Je souris, elle me tente, oh oui, elle me tente... En est-elle seulement consciente. Je vois déjà mon frère me dire qu'enfin, je deviens un homme. Comme je le vois se moquer moi alors qu'il n'est même pas là... Je souris encore.

« Venez avec moi alors. Je dois encore rester à Euphoria pendant un jour ou deux et il faudra que nous nous cachions mais ensuite, nous partirons. Nous pourrions même nous marier en secret dès que vous le désirerez. L'attitude de vos frères n'étaient pas des plus glorieuses mais cela n'affectera certainement pas mon amour pour vous. Alors cessez de vous en faire pour eux. Pensez plutôt à vous, à nous ? »

Je nous éloigne un peu de la porte de l'auberge, je lui vole un baiser. Comment lui expliquer sans l'effrayer que la famille était du genre... bruyante et mouvementée ? Ma mère, ma tante, ma belle-sœur, si elle est en vie du moins, ma cousine, même ma nièce ! Ne parlons même pas de Sésana qui était une véritable furie.
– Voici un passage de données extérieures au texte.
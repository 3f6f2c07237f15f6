//! Cost-structure binder: derived aggregates -> fixed cells of the cost
//! template.
//!
//! Base hours are read from the template with calamine; the new values are
//! patched into the worksheet part and the package is rebuilt in memory.
//! The output is a pure function of (template bytes, snapshot, layout).

use std::collections::{BTreeMap, HashMap};
use std::io::Cursor;

use calamine::{Data, Range, Reader, Xlsx};
use serde::Serialize;
use formulia_config::cost_layout::ThemeColumns;
use formulia_config::{CellRef, CostField, CostLayout, Transform};
use formulia_engine::{same_label, DerivedAggregates, Logistics, QuestionnaireSnapshot};

use crate::error::ExportError;
use crate::package::{resolve_sheet_path, Package};
use crate::sheet_patch::patch_cells;

/// A theme row as authored in the template.
#[derive(Debug, Clone, PartialEq)]
pub struct ThemeRow {
    pub row: u32,
    pub label: String,
    pub base_hours: f64,
}

#[derive(Debug, Clone, PartialEq, Serialize)]
pub struct ThemeOutcome {
    pub label: String,
    pub selected: bool,
    pub hours: f64,
}

#[derive(Debug)]
pub struct CostExport {
    pub bytes: Vec<u8>,
    /// Every cell written, in address order.
    pub cells: Vec<(CellRef, f64)>,
    pub themes: Vec<ThemeOutcome>,
}

pub fn bind_cost_template(
    template: &[u8],
    layout: &CostLayout,
    snapshot: &QuestionnaireSnapshot,
    derived: &DerivedAggregates,
) -> Result<CostExport, ExportError> {
    layout.validate()?;
    let columns = layout.themes.columns()?;

    let range = read_sheet(template, &layout.sheet)?;
    let themes = read_theme_rows(&range, layout, columns)?;

    for topic in &snapshot.topics {
        if !themes.iter().any(|t| same_label(&t.label, topic)) {
            return Err(ExportError::mismatch(format!(
                "topic '{topic}' has no row in sheet '{}' (rows {}..={})",
                layout.sheet, layout.themes.first_row, layout.themes.last_row
            )));
        }
    }

    let any_selected = themes.iter().any(|t| snapshot.is_topic_selected(&t.label));
    let groups = match derived.groups.groups() {
        Some(n) => n.get() as f64,
        None if any_selected => {
            return Err(ExportError::MissingAggregate {
                step: "group_count",
                reason: "themes are selected but no teachers were recorded".into(),
            })
        }
        None => 0.0,
    };

    let mut writes: BTreeMap<CellRef, f64> = BTreeMap::new();
    let mut outcomes = Vec::with_capacity(themes.len());

    for theme in &themes {
        let selected = snapshot.is_topic_selected(&theme.label);
        let (hours, travel, aiu) = if selected {
            (theme.base_hours * groups, logistics(snapshot)?.travel_hours, aiu_fraction(derived)?)
        } else {
            // retract whatever a previous configuration left here
            (0.0, 0.0, 0.0)
        };
        writes.insert(CellRef::new(theme.row, columns.hours), hours);
        writes.insert(CellRef::new(theme.row, columns.travel), travel);
        writes.insert(CellRef::new(theme.row, columns.aiu), aiu);
        log::debug!("theme row {} '{}': selected={selected} hours={hours}", theme.row, theme.label);
        outcomes.push(ThemeOutcome {
            label: theme.label.clone(),
            selected,
            hours,
        });
    }

    for binding in &layout.bindings {
        // validated above
        let Some(cell) = CellRef::parse(&binding.address) else {
            continue;
        };
        let raw = field_value(binding.source, snapshot, derived)?;
        let value = match binding.transform {
            Transform::Identity => raw,
            Transform::Fraction => raw / 100.0,
        };
        writes.insert(cell, value);
    }

    let bytes = write_sheet(template, &layout.sheet, &writes)?;
    log::info!(
        "cost template bound: {} cells, {} of {} themes selected",
        writes.len(),
        outcomes.iter().filter(|t| t.selected).count(),
        outcomes.len()
    );

    Ok(CostExport {
        bytes,
        cells: writes.into_iter().collect(),
        themes: outcomes,
    })
}

/// Value of a bound field. Unanswered sections fail instead of writing 0.
fn field_value(
    field: CostField,
    snapshot: &QuestionnaireSnapshot,
    derived: &DerivedAggregates,
) -> Result<f64, ExportError> {
    Ok(match field {
        CostField::HotelRate => logistics(snapshot)?.hotel_rate,
        CostField::TransportCost => logistics(snapshot)?.transport_cost,
        CostField::Trips | CostField::HotelNights => logistics(snapshot)?.trips as f64,
        CostField::TripTravelHours => {
            let l = logistics(snapshot)?;
            l.trips as f64 * l.travel_hours
        }
        CostField::SnackUnitPrice => logistics(snapshot)?.snack_unit_price,
        CostField::SnackUnits => derived.snack_units.ok_or_else(missing_logistics)? as f64,
        CostField::TotalStudents => derived.total_students as f64,
        CostField::TotalTeachers => derived.total_teachers as f64,
        // stored percentage; the binding's Fraction transform divides
        CostField::AiuPercent => snapshot.aiu_percent.ok_or_else(missing_aiu)? as f64,
    })
}

fn logistics(snapshot: &QuestionnaireSnapshot) -> Result<&Logistics, ExportError> {
    snapshot.logistics.as_ref().ok_or_else(missing_logistics)
}

fn aiu_fraction(derived: &DerivedAggregates) -> Result<f64, ExportError> {
    derived.aiu_fraction.ok_or_else(missing_aiu)
}

fn missing_logistics() -> ExportError {
    ExportError::MissingAggregate {
        step: "logistics",
        reason: "the logistics section was not answered".into(),
    }
}

fn missing_aiu() -> ExportError {
    ExportError::MissingAggregate {
        step: "aiu_percent",
        reason: "the AIU percentage was not answered".into(),
    }
}

fn read_sheet(template: &[u8], sheet: &str) -> Result<Range<Data>, ExportError> {
    let mut workbook: Xlsx<_> = Xlsx::new(Cursor::new(template))
        .map_err(|e| ExportError::mismatch(format!("cannot open cost template: {e}")))?;
    if !workbook.sheet_names().iter().any(|n| n == sheet) {
        return Err(ExportError::mismatch(format!("cost template has no sheet '{sheet}'")));
    }
    workbook
        .worksheet_range(sheet)
        .map_err(|e| ExportError::mismatch(format!("sheet '{sheet}': {e}")))
}

/// Read the labeled theme rows. Rows with an empty label are unused slots.
pub fn read_theme_rows(
    range: &Range<Data>,
    layout: &CostLayout,
    columns: ThemeColumns,
) -> Result<Vec<ThemeRow>, ExportError> {
    let mut rows = Vec::new();
    for row in layout.themes.rows() {
        let at = |col: u32| range.get_value((row - 1, col - 1));
        let label = match at(columns.label) {
            Some(Data::String(s)) => s.trim().to_string(),
            Some(Data::Empty) | None => String::new(),
            Some(other) => {
                return Err(ExportError::mismatch(format!(
                    "theme label at {} is not text: {other}",
                    CellRef::new(row, columns.label)
                )))
            }
        };
        if label.is_empty() {
            continue;
        }
        let base_hours = match at(columns.hours) {
            Some(Data::Float(f)) => *f,
            Some(Data::Int(i)) => *i as f64,
            Some(Data::Empty) | None => 0.0,
            Some(other) => {
                return Err(ExportError::mismatch(format!(
                    "base hours at {} for '{label}' is not a number: {other}",
                    CellRef::new(row, columns.hours)
                )))
            }
        };
        rows.push(ThemeRow { row, label, base_hours });
    }
    Ok(rows)
}

fn write_sheet(template: &[u8], sheet: &str, writes: &BTreeMap<CellRef, f64>) -> Result<Vec<u8>, ExportError> {
    let mut package = Package::open(template)?;
    let workbook_xml = package.require_part("xl/workbook.xml")?;
    let rels_xml = package.require_part("xl/_rels/workbook.xml.rels")?;
    let path = resolve_sheet_path(&workbook_xml, &rels_xml, sheet)
        .ok_or_else(|| ExportError::mismatch(format!("cannot locate the part for sheet '{sheet}'")))?;
    let sheet_xml = package.require_part(&path)?;

    let patched = patch_cells(&sheet_xml, writes)?;
    let replacements = HashMap::from([(path, patched.into_bytes())]);
    package.rewrite(&replacements)
}
//! Anchor substitution for the narrative template.
//!
//! Word splits a visible phrase across runs whenever formatting, spell
//! checking or revision tracking touches it, so an anchor is matched against
//! the concatenated text of a paragraph and the replacement is written into
//! the run where the anchor starts.

use formulia_config::DocumentLayout;
use formulia_engine::QuestionnaireSnapshot;

#[derive(Debug, Clone, PartialEq, Eq)]
pub struct Substitution {
    pub anchor: String,
    pub replacement: String,
}

impl Substitution {
    pub fn new(anchor: impl Into<String>, replacement: impl Into<String>) -> Self {
        Self {
            anchor: anchor.into(),
            replacement: replacement.into(),
        }
    }
}

/// How placeholders in the template are found and filled.
pub trait SubstitutionStrategy {
    fn substitutions(&self) -> &[Substitution];

    /// Rewrite the text runs of one paragraph in place. Returns the number of
    /// hits per entry of [`substitutions`](Self::substitutions).
    fn apply(&self, runs: &mut [String]) -> Vec<usize>;
}

/// Literal phrases replaced verbatim, longest anchor first so an anchor that
/// contains another is never clobbered by the shorter one.
#[derive(Debug, Clone)]
pub struct LiteralAnchors {
    substitutions: Vec<Substitution>,
}

impl LiteralAnchors {
    pub fn new(mut substitutions: Vec<Substitution>) -> Self {
        substitutions.retain(|s| !s.anchor.is_empty());
        substitutions.sort_by(|a, b| b.anchor.len().cmp(&a.anchor.len()));
        Self { substitutions }
    }

    /// The anchors of the layout filled from the questionnaire.
    pub fn plan(layout: &DocumentLayout, snapshot: &QuestionnaireSnapshot) -> Self {
        let a = &layout.anchors;
        let names = snapshot.site_names();
        Self::new(vec![
            Substitution::new(&a.organization, &snapshot.organization),
            Substitution::new(&a.municipality, &snapshot.municipality),
            Substitution::new(&a.site_count, site_count_phrase(names.len())),
            Substitution::new(&a.site_names, site_list(&names)),
        ])
    }
}

impl SubstitutionStrategy for LiteralAnchors {
    fn substitutions(&self) -> &[Substitution] {
        &self.substitutions
    }

    fn apply(&self, runs: &mut [String]) -> Vec<usize> {
        self.substitutions
            .iter()
            .map(|s| replace_across_runs(runs, &s.anchor, &s.replacement))
            .collect()
    }
}

fn replace_across_runs(runs: &mut [String], anchor: &str, replacement: &str) -> usize {
    let mut hits = 0;
    let mut from = 0;
    loop {
        let text = runs.concat();
        let Some(found) = text.get(from..).and_then(|rest| rest.find(anchor)) else {
            return hits;
        };
        let start = from + found;
        let end = start + anchor.len();

        let (first, first_off) = locate(runs, start, false);
        let (last, last_off) = locate(runs, end, true);
        if first == last {
            runs[first].replace_range(first_off..last_off, replacement);
        } else {
            let tail = runs[last][last_off..].to_string();
            runs[first].truncate(first_off);
            runs[first].push_str(replacement);
            for run in &mut runs[first + 1..last] {
                run.clear();
            }
            runs[last] = tail;
        }
        hits += 1;
        from = start + replacement.len();
    }
}

/// Run index and byte offset of `pos` in the concatenated text. A position
/// on a run boundary belongs to the following run for a start and to the
/// preceding run for an end.
fn locate(runs: &[String], pos: usize, is_end: bool) -> (usize, usize) {
    let mut base = 0;
    for (i, run) in runs.iter().enumerate() {
        let next = base + run.len();
        let inside = if is_end { pos > base && pos <= next } else { pos < next };
        if inside {
            return (i, pos - base);
        }
        base = next;
    }
    (runs.len().saturating_sub(1), runs.last().map_or(0, String::len))
}

pub fn site_count_phrase(count: usize) -> String {
    match count {
        0 => "ninguna sede educativa".to_string(),
        1 => "una sede educativa".to_string(),
        n => format!("{n} sedes educativas"),
    }
}

/// "A", "A y B", "A, B y C". The conjunction becomes "e" before an /i/
/// sound ("Soacha e Ibagué").
pub fn site_list(names: &[&str]) -> String {
    match names {
        [] => String::new(),
        [one] => one.to_string(),
        [init @ .., last] => {
            let conj = if starts_with_i_sound(last) { "e" } else { "y" };
            format!("{} {conj} {last}", init.join(", "))
        }
    }
}

fn starts_with_i_sound(word: &str) -> bool {
    let lower = word.trim_start().to_lowercase();
    let rest = lower.strip_prefix('h').unwrap_or(&lower);
    let mut chars = rest.chars();
    match chars.next() {
        Some('i') | Some('í') => {
            // "hie", "hia": the i is a glide, y stays
            !(lower.starts_with('h') && matches!(chars.next(), Some('e') | Some('a')))
        }
        _ => false,
    }
}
« Ne vous en inquiétez pas, je vous promets que vous n'aurez pas à affronter ma famille au grand complet en une fois. » S'il y avait une seule personne que je devais absolument prévenir, c'était bien Freyja. J'étais plus inquiet de sa réaction à elle que de celle de ma mère ou de mon frère.

C'est là que Fleur nous emmène un peu plus loin. Je me demande si oui ou non elle va me suivre ou si je dois craindre un refus de sa part. Non pas que je le prendrais mal. Ça ne changerait rien si ce n'est que nous serions séparés plus ou moins longtemps et qu'elle me manquerait forcément. Je l'aimais. Oh oui, j'entendais déjà tout le monde, niais, benêt qui se laisse mener par le bout du nez et croit pouvoir décrocher la lune.
J'étais un romantique, il n'y avait rien de bien nouveau à ce sujet et j'avais confiance, je savais que Fleur m'aimait également. Après tout, elle risquait fort de se voir remettre en question sa vertu et son honneur. Je risquais moi aussi certaines remarques, notamment sur mon honneur et mes valeurs.
Plus j'y pensais et plus il me faudrait trouver des alliés de taille pour que ma mère ne m’étripe pas.